■ Exercise ■
Count every line below that holds the word "used", and give the number with no other words.

■ Raw data ■

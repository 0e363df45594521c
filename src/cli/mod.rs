//! CLI command handlers for CoreBoard.
//!
//! This module provides headless, scriptable access to board generation
//! for automation, testing, and CI/CD integration.

pub mod allocate;
pub mod categories;
pub mod common;
pub mod config;
pub mod generate;
pub mod suggest;

// Re-export types used by main.rs and tests
pub use allocate::AllocateArgs;
pub use categories::CategoriesArgs;
pub use common::{CliError, CliResult, ExitCode};
pub use config::ConfigArgs;
pub use generate::GenerateArgs;
pub use suggest::SuggestArgs;
//! OpenAI-compatible chat completion client.

use async_trait::async_trait;
use serde::{Deserialize, Serialize};
use tracing::debug;

use super::{parse_brace_list, parse_comma_list, WordGenerator};
use crate::config::LlmConfig;
use crate::error::{BoardError, BoardResult};
use crate::models::CategoryKind;
use crate::pictograms::language::language_name;

#[derive(Debug, Serialize)]
struct ChatRequest<'a> {
    model: &'a str,
    messages: Vec<ChatMessage>,
    temperature: f32,
    max_tokens: u32,
}

#[derive(Debug, Serialize, Deserialize)]
struct ChatMessage {
    role: String,
    content: String,
}

impl ChatMessage {
    fn system(content: String) -> Self {
        Self {
            role: "system".to_string(),
            content,
        }
    }

    fn user(content: String) -> Self {
        Self {
            role: "user".to_string(),
            content,
        }
    }
}

#[derive(Debug, Deserialize)]
struct ChatResponse {
    #[serde(default)]
    choices: Vec<ChatChoice>,
}

#[derive(Debug, Deserialize)]
struct ChatChoice {
    message: ChatResponseMessage,
}

#[derive(Debug, Deserialize)]
struct ChatResponseMessage {
    #[serde(default)]
    content: Option<String>,
}

/// Token budget for a list of `words` items.
fn max_tokens_for(words: usize) -> u32 {
    (4.5 * words as f64 + 200.0).round() as u32
}

/// Word generator backed by `POST {endpoint}/chat/completions`.
#[derive(Debug, Clone)]
pub struct OpenAiWordGenerator {
    client: reqwest::Client,
    endpoint: String,
    model: String,
    api_key: Option<String>,
    temperature: f32,
}

impl OpenAiWordGenerator {
    /// Creates a generator from the `[llm]` config section.
    ///
    /// The API key is read from the configured environment variable. A
    /// missing key is reported when the first request is made.
    pub fn from_config(llm: &LlmConfig) -> BoardResult<Self> {
        let client = reqwest::Client::builder()
            .user_agent(concat!("coreboard/", env!("CARGO_PKG_VERSION")))
            .build()
            .map_err(|e| BoardError::Config(format!("failed to build HTTP client: {e}")))?;

        Ok(Self {
            client,
            endpoint: llm.endpoint.trim_end_matches('/').to_string(),
            model: llm.model.clone(),
            api_key: llm.api_key(),
            temperature: llm.temperature,
        })
    }

    fn completions_url(&self) -> String {
        format!("{}/chat/completions", self.endpoint)
    }

    async fn complete(
        &self,
        label: &str,
        messages: Vec<ChatMessage>,
        max_tokens: u32,
    ) -> BoardResult<String> {
        let api_key = self.api_key.as_deref().ok_or_else(|| {
            BoardError::upstream(label, "no API key configured for the word generator")
        })?;

        let request = ChatRequest {
            model: &self.model,
            messages,
            temperature: self.temperature,
            max_tokens,
        };

        debug!(model = %self.model, label, "requesting chat completion");
        let response: ChatResponse = self
            .client
            .post(self.completions_url())
            .bearer_auth(api_key)
            .json(&request)
            .send()
            .await
            .and_then(reqwest::Response::error_for_status)
            .map_err(|e| BoardError::upstream(label, format!("request failed: {e}")))?
            .json()
            .await
            .map_err(|e| BoardError::upstream(label, format!("invalid response: {e}")))?;

        response
            .choices
            .into_iter()
            .next()
            .and_then(|choice| choice.message.content)
            .filter(|content| !content.trim().is_empty())
            .ok_or_else(|| BoardError::upstream(label, "empty completion"))
    }
}

fn category_messages(topic: &str, category: CategoryKind, count: usize) -> Vec<ChatMessage> {
    let category = category.name().to_lowercase();
    vec![
        ChatMessage::system(format!(
            "You are a speech language pathologist selecting core vocabulary {category} \
             related to \"{topic}\". Provide exactly {count} common, versatile words that \
             could be used across multiple contexts."
        )),
        ChatMessage::user(format!(
            "Generate {count} core {category} for the topic \"{topic}\". \
             Return only the words in a comma-separated list."
        )),
    ]
}

fn suggestion_messages(topic: &str, max: usize, language: &str) -> Vec<ChatMessage> {
    let language = language_name(language);
    vec![
        ChatMessage::system(format!(
            "Act as a speech pathologist selecting pictograms in language {language} for a \
             non verbal person about what the user asks you to. Mandatory instructions:\n\
             - The list contains precisely {max} words.\n\
             - The words are related to the topic.\n\
             - Verbs use the infinitive form.\n\
             - Do not repeat any words.\n\
             - Do not include any text beyond the words requested.\n\
             - Use this exact format: {{word1, word2, ..., wordN}}."
        )),
        ChatMessage::user(format!("Create a board about {topic}")),
    ]
}

#[async_trait]
impl WordGenerator for OpenAiWordGenerator {
    fn name(&self) -> &'static str {
        "openai"
    }

    async fn generate(
        &self,
        topic: &str,
        category: CategoryKind,
        count: usize,
    ) -> BoardResult<Vec<String>> {
        let label = category.name();
        let content = self
            .complete(
                label,
                category_messages(topic, category, count),
                max_tokens_for(count.max(50)),
            )
            .await?;

        let words = parse_comma_list(&content, count);
        if words.is_empty() {
            return Err(BoardError::upstream(label, "no words in completion"));
        }
        Ok(words)
    }

    async fn suggest(&self, topic: &str, max: usize, language: &str) -> BoardResult<Vec<String>> {
        let content = self
            .complete(
                "suggestions",
                suggestion_messages(topic, max, language),
                max_tokens_for(max),
            )
            .await?;

        let words = parse_brace_list(&content, max);
        if words.is_empty() {
            return Err(BoardError::upstream(
                "suggestions",
                "suggestion list is empty or the token limit was reached",
            ));
        }
        Ok(words)
    }
}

■ Reply ■
2